DATA SHOWN:
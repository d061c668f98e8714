//! Unified error types for the bot, the persistence layer and the bootstrap binaries.

use poise::serenity_prelude as serenity;
use thiserror::Error;

/// Every failure the crate can surface.
#[derive(Debug, Error)]
pub enum Error {
    /// Missing or invalid configuration. Startup-fatal.
    #[error("Configuration error: {message}")]
    Config {
        /// Human readable description, one violation per line
        message: String,
    },

    /// Database failure reported by `SeaORM`
    #[error("Database error: {0}")]
    Database(#[from] sea_orm::DbErr),

    /// Failure reported by the Discord client library
    #[error("Discord error: {0}")]
    Discord(Box<serenity::Error>),

    /// I/O error (directories for the database file and log files)
    #[error("I/O error: {0}")]
    Io(#[from] std::io::Error),

    /// Settings blob (de)serialization failure
    #[error("JSON error: {0}")]
    Json(#[from] serde_json::Error),

    /// A user supplied value failed validation
    #[error("Invalid {field}: {message}")]
    Validation {
        /// Name of the offending field or option
        field: String,
        /// What was wrong with it
        message: String,
    },

    /// A keyed lookup found nothing
    #[error("{entity} with id {id} not found")]
    NotFound {
        /// Entity kind (`guild`, `user`)
        entity: &'static str,
        /// The identifier that was looked up
        id: String,
    },

    /// Generic command execution failure
    #[error("Command execution error: {message}")]
    Command {
        /// Description of the failure
        message: String,
    },

    /// Timed out waiting for the gateway ready signal
    #[error("Timed out after {seconds}s waiting for the ready event")]
    ReadyTimeout {
        /// The timeout that elapsed
        seconds: u64,
    },
}

impl From<serenity::Error> for Error {
    fn from(value: serenity::Error) -> Self {
        Self::Discord(Box::new(value))
    }
}

/// Convenience `Result` type
pub type Result<T> = std::result::Result<T, Error>;
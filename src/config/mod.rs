//! Configuration - environment settings, database connection and schema migrations.

/// Environment-driven application settings
pub mod app;

/// Database configuration and connection management
pub mod database;

/// Ordered schema migration steps and the strict runner
pub mod migrations;

pub use app::AppConfig;
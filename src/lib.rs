//! `Guildkeeper` - A Discord moderation and information bot
//!
//! This crate provides slash commands for server moderation (kick, ban, bulk message
//! deletion) and information (ping, bot/user/server info, help), backed by a small
//! `SQLite` store of the users and guilds the bot has seen.

// Deny the most critical lints that could lead to bugs or security issues
#![deny(
    // Security and correctness
    unsafe_code,
    unsafe_op_in_unsafe_fn,

    // Code quality - things that are almost always bugs
    unreachable_code,
    unreachable_patterns,
    unused_must_use,

    // Documentation - broken links are bugs
    rustdoc::broken_intra_doc_links,
    rustdoc::private_intra_doc_links,
)]
// Warn on things that should be fixed but aren't necessarily bugs
#![warn(
    // Documentation - missing docs should be added gradually
    missing_docs,

    // Clippy categories for overall code quality
    clippy::all,
    clippy::pedantic,
    clippy::nursery,

    // Performance
    clippy::inefficient_to_string,
    clippy::large_types_passed_by_value,
    clippy::needless_pass_by_value,
    clippy::unnecessary_wraps,

    // Correctness
    clippy::clone_on_ref_ptr,
    clippy::dbg_macro,
    clippy::exit,
    clippy::expect_used,
    clippy::float_cmp,
    clippy::panic,
    clippy::todo,
    clippy::unimplemented,
    clippy::unwrap_used,

    // Complexity and readability
    clippy::cognitive_complexity,
    clippy::large_enum_variant,
    clippy::match_same_arms,
    clippy::too_many_lines,

    // Style consistency
    clippy::enum_glob_use,
    clippy::inconsistent_struct_constructor,
    clippy::missing_errors_doc,
    clippy::missing_panics_doc,
    clippy::must_use_candidate,
    clippy::redundant_closure_for_method_calls,
    clippy::semicolon_if_nothing_returned,
    clippy::wildcard_imports,

    // Future compatibility
    future_incompatible,
    rust_2018_idioms,
)]
// Allow some pedantic lints that are too noisy or not applicable
#![allow(
    clippy::module_name_repetitions,  // Common pattern in Rust
    clippy::missing_errors_doc,        // Will add gradually
    clippy::missing_panics_doc,        // Will add gradually
)]

/// Discord bot interface - registry, dispatcher, commands and client lifecycle
pub mod bot;

/// Configuration - environment loading, database connection and migrations
pub mod config;

/// Core business logic - validation, authorization guard, purge planning, persistence
pub mod core;

/// Database entities - `SeaORM` models for users, guilds and memberships
pub mod entities;

/// Error types and result aliases
pub mod errors;

/// Logging setup and semantic logging helpers
pub mod logging;

/// Shared helpers for tests
#[cfg(test)]
pub mod test_utils;
// userinfo

/// `/userinfo [user]`
#[must_use]
pub fn userinfo() -> CommandDescriptor {
    CommandDescriptor::new("userinfo", "Shows information about a user", userinfo_action).option(
        OptionSpec::new(
            "user",
            "The user to get information about",
            OptionKind::User,
        ),
    )
}

fn userinfo_action(inv: Invocation<'_>) -> BoxFuture<'_, Result<()>> {
    Box::pin(run_userinfo(inv))
}

/// Guild membership details of the inspected user.
#[derive(Debug, Clone, PartialEq, Eq)]
struct MemberView {
    /// `(position, id)` for every role except @everyone
    roles: Vec<(u16, RoleId)>,
    joined_at: Option<i64>,
    boosting_since: Option<i64>,
    permissions: Option<Permissions>,
}

/// Membership of `target` as delivered with the interaction.
fn member_view(inv: Invocation<'_>, target: &User) -> Option<MemberView> {
    let (roles, joined_at, premium_since, permissions) = if target.id == inv.user().id {
        let member = inv.interaction.member.as_deref()?;
        (
            member.roles.clone(),
            member.joined_at,
            member.premium_since,
            member.permissions,
        )
    } else {
        let member = inv.interaction.data.resolved.members.get(&target.id)?;
        (
            member.roles.clone(),
            member.joined_at,
            member.premium_since,
            member.permissions,
        )
    };

    let positioned = inv
        .guild_id()
        .and_then(|id| {
            inv.ctx.cache.guild(id).map(|guild| {
                roles
                    .iter()
                    .map(|role| (guild.roles.get(role).map_or(0, |r| r.position), *role))
                    .collect()
            })
        })
        .unwrap_or_else(|| roles.iter().map(|role| (0, *role)).collect());

    Some(MemberView {
        roles: positioned,
        joined_at: joined_at.map(|ts| ts.unix_timestamp()),
        boosting_since: premium_since.map(|ts| ts.unix_timestamp()),
        permissions,
    })
}

/// Highest roles first, at most [`MAX_LISTED_ROLES`], `...` when cut.
fn role_summary(mut roles: Vec<(u16, RoleId)>) -> String {
    if roles.is_empty() {
        return "None".to_string();
    }
    roles.sort_by(|a, b| b.0.cmp(&a.0));
    let mut listed: Vec<String> = roles
        .iter()
        .take(MAX_LISTED_ROLES)
        .map(|(_, id)| format!("<@&{id}>"))
        .collect();
    if roles.len() > MAX_LISTED_ROLES {
        listed.push("...".to_string());
    }
    listed.join(" ")
}

fn key_permissions(permissions: Permissions) -> String {
    if permissions.administrator() {
        return "Administrator (All Permissions)".to_string();
    }
    let held: Vec<&str> = KEY_PERMISSIONS
        .iter()
        .filter(|(flag, _)| permissions.contains(*flag))
        .map(|(_, label)| *label)
        .collect();
    if held.is_empty() {
        "None".to_string()
    } else {
        held.join(", ")
    }
}

fn user_embed(target: &User, member: Option<MemberView>, requester: &User) -> CreateEmbed {
    let created = format::snowflake_datetime(target.id.get()).timestamp();
    let joined = member
        .as_ref()
        .and_then(|m| m.joined_at)
        .map_or_else(|| "Not in this server".to_string(), format::relative_timestamp);

    let mut embed = CreateEmbed::new()
        .title("👤 User Information")
        .colour(EMBED_COLOUR)
        .thumbnail(target.face())
        .field(
            "📝 Basic Info",
            format!(
                "**Username:** {}\n**Display Name:** {}\n**ID:** {}\n**Bot:** {}",
                target.name,
                target.global_name.as_deref().unwrap_or(&target.name),
                target.id,
                if target.bot { "Yes" } else { "No" }
            ),
            true,
        )
        .field(
            "📅 Dates",
            format!(
                "**Account Created:** {}\n**Joined Server:** {joined}",
                format::relative_timestamp(created)
            ),
            true,
        );

    if let Some(member) = member {
        embed = embed.field(
            format!("🎭 Roles ({})", member.roles.len()),
            role_summary(member.roles),
            false,
        );
        if let Some(permissions) = member.permissions {
            embed = embed.field("⚡ Key Permissions", key_permissions(permissions), false);
        }
        if let Some(since) = member.boosting_since {
            embed = embed.field(
                "💎 Server Booster",
                format!("Since {}", format::relative_timestamp(since)),
                true,
            );
        }
    }

    embed
        .footer(
            CreateEmbedFooter::new(format!("Requested by {}", requester.name))
                .icon_url(requester.face()),
        )
        .timestamp(Timestamp::now())
}

async fn run_userinfo(inv: Invocation<'_>) -> Result<()> {
    let options = inv.options();
    let target = user_option(&options, "user").unwrap_or_else(|| inv.user());
    let member = member_view(inv, target);

    inv.responder
        .reply_embed(user_embed(target, member, inv.user()))
        .await
}

// serverinfo

/// `/serverinfo`
#[must_use]
pub fn serverinfo() -> CommandDescriptor {
    CommandDescriptor::new(
        "serverinfo",
        "Shows information about the server",
        serverinfo_action,
    )
}

fn serverinfo_action(inv: Invocation<'_>) -> BoxFuture<'_, Result<()>> {
    Box::pin(run_serverinfo(inv))
}

/// Everything `/serverinfo` shows, copied out of the cache.
#[derive(Debug, Clone, PartialEq, Eq)]
struct ServerSnapshot {
    name: String,
    id: u64,
    owner_id: UserId,
    icon: Option<String>,
    banner: Option<String>,
    description: Option<String>,
    verification: &'static str,
    members: u64,
    bots: usize,
    online: usize,
    text_channels: usize,
    voice_channels: usize,
    categories: usize,
    threads: usize,
    roles: usize,
    emojis: usize,
    stickers: usize,
    boost_tier: u8,
    boosts: u64,
    features: Vec<String>,
}

const fn verification_name(level: VerificationLevel) -> &'static str {
    match level {
        VerificationLevel::None => "None",
        VerificationLevel::Low => "Low",
        VerificationLevel::Medium => "Medium",
        VerificationLevel::High => "High",
        VerificationLevel::Higher => "Very High",
        _ => "Unknown",
    }
}

const fn boost_tier(tier: PremiumTier) -> u8 {
    match tier {
        PremiumTier::Tier1 => 1,
        PremiumTier::Tier2 => 2,
        PremiumTier::Tier3 => 3,
        _ => 0,
    }
}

EXERCISE OBJECTIVE: Look through the entries above for the word "should". Copy every line where it shows up.

ANSWER TO THE EXERCISE:
// Warn on things that should be fixed but aren't necessarily bugs
    // Documentation - missing docs should be added gradually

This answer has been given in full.